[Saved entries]
'''
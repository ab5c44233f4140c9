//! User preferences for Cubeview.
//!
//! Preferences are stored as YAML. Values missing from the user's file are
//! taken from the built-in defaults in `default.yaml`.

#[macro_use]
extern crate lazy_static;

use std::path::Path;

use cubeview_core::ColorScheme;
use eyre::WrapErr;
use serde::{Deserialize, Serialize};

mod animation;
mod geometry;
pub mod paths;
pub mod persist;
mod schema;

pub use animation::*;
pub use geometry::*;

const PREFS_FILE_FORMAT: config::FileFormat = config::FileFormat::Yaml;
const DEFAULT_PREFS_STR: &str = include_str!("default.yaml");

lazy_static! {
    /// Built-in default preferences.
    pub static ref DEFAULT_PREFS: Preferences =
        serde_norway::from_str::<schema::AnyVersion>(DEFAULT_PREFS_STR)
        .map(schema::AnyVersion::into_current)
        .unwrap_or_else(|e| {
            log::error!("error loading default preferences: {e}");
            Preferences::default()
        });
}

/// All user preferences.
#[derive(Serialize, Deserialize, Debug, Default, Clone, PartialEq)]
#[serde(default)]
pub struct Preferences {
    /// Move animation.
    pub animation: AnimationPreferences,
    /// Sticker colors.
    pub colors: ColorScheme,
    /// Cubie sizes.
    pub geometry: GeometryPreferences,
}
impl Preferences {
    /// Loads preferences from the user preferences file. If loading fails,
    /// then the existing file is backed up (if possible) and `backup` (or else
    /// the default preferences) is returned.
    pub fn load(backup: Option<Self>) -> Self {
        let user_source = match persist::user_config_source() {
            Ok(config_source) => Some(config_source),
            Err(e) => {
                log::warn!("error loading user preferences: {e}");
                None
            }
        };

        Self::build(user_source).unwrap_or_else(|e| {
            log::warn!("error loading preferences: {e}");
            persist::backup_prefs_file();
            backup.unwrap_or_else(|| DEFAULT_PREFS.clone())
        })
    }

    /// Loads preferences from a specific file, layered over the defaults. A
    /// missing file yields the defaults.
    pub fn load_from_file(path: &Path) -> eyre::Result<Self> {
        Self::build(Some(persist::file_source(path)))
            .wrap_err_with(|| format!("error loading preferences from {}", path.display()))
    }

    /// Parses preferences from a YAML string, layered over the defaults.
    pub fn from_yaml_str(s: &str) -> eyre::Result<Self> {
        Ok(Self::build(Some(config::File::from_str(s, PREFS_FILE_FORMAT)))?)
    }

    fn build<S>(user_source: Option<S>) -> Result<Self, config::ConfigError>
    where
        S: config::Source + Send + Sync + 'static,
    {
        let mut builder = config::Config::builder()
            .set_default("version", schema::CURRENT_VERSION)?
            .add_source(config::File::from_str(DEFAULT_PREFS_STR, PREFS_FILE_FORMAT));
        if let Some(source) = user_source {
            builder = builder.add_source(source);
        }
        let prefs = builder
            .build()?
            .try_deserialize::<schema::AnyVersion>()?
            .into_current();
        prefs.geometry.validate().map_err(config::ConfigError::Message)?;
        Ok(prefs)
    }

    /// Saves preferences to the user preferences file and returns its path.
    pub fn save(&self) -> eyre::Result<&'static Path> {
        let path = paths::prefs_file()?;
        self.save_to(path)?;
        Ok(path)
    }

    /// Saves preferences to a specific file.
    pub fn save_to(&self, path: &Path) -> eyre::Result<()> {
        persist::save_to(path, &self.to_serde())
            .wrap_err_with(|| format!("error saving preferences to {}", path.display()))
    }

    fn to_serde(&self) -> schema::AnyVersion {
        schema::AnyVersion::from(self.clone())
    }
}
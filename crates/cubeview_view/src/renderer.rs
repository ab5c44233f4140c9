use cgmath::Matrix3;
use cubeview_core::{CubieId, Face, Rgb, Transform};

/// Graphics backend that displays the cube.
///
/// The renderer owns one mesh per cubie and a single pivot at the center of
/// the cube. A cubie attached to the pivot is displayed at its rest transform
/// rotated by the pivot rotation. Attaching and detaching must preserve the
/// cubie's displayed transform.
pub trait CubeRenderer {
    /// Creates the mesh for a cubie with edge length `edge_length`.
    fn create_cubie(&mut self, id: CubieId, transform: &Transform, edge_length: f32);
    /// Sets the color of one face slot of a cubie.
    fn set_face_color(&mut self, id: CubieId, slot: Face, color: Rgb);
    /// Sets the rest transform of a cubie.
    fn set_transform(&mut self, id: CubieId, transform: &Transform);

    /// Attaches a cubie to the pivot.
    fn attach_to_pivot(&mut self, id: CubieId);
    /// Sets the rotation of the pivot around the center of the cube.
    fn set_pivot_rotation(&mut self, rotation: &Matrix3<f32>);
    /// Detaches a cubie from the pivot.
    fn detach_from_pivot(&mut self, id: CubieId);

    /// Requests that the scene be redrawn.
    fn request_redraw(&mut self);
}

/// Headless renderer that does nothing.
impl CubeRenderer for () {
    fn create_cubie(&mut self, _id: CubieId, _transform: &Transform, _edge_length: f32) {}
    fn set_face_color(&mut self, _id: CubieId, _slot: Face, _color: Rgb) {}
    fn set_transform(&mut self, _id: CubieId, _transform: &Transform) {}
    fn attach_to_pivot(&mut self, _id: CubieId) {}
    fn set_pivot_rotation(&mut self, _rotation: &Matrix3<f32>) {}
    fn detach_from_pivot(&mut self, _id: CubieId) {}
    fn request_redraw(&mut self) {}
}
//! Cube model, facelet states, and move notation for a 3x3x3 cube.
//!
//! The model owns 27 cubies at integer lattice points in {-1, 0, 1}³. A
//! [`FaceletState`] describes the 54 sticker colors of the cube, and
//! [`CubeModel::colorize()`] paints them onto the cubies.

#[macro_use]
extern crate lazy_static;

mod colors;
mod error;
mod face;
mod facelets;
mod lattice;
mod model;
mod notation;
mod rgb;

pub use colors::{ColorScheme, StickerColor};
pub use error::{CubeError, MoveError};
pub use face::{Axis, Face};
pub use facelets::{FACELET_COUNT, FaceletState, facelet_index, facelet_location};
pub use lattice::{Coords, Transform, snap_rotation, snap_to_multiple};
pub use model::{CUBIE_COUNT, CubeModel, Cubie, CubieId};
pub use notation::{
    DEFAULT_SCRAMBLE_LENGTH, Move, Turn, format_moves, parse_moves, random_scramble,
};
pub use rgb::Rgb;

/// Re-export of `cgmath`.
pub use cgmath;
'''
- _ABOUT THIS TASK_:
Look above for the line with "Self::build(Some(persist::file_source(path)))" and the line with "Creates the mesh"; transcribe both and all lines in between, exactly, and nothing else.

- _RESPONSE TO THIS TASK_:
        Self::build(Some(persist::file_source(path)))
            .wrap_err_with(|| format!("error loading preferences from {}", path.display()))
    }

    /// Parses preferences from a YAML string, layered over the defaults.
    pub fn from_yaml_str(s: &str) -> eyre::Result<Self> {
        Ok(Self::build(Some(config::File::from_str(s, PREFS_FILE_FORMAT)))?)
    }

    fn build<S>(user_source: Option<S>) -> Result<Self, config::ConfigError>
    where
        S: config::Source + Send + Sync + 'static,
    {
        let mut builder = config::Config::builder()
            .set_default("version", schema::CURRENT_VERSION)?
            .add_source(config::File::from_str(DEFAULT_PREFS_STR, PREFS_FILE_FORMAT));
        if let Some(source) = user_source {
            builder = builder.add_source(source);
        }
        let prefs = builder
            .build()?
            .try_deserialize::<schema::AnyVersion>()?
            .into_current();
        prefs.geometry.validate().map_err(config::ConfigError::Message)?;
        Ok(prefs)
    }

    /// Saves preferences to the user preferences file and returns its path.
    pub fn save(&self) -> eyre::Result<&'static Path> {
        let path = paths::prefs_file()?;
        self.save_to(path)?;
        Ok(path)
    }

    /// Saves preferences to a specific file.
    pub fn save_to(&self, path: &Path) -> eyre::Result<()> {
        persist::save_to(path, &self.to_serde())
            .wrap_err_with(|| format!("error saving preferences to {}", path.display()))
    }

    fn to_serde(&self) -> schema::AnyVersion {
        schema::AnyVersion::from(self.clone())
    }
}
filename crates/cubeview_view/src/renderer.rs
repository ab5c44233f4140c9
use cgmath::Matrix3;
use cubeview_core::{CubieId, Face, Rgb, Transform};

/// Graphics backend that displays the cube.
///
/// The renderer owns one mesh per cubie and a single pivot at the center of
/// the cube. A cubie attached to the pivot is displayed at its rest transform
/// rotated by the pivot rotation. Attaching and detaching must preserve the
/// cubie's displayed transform.
pub trait CubeRenderer {
    /// Creates the mesh for a cubie with edge length `edge_length`.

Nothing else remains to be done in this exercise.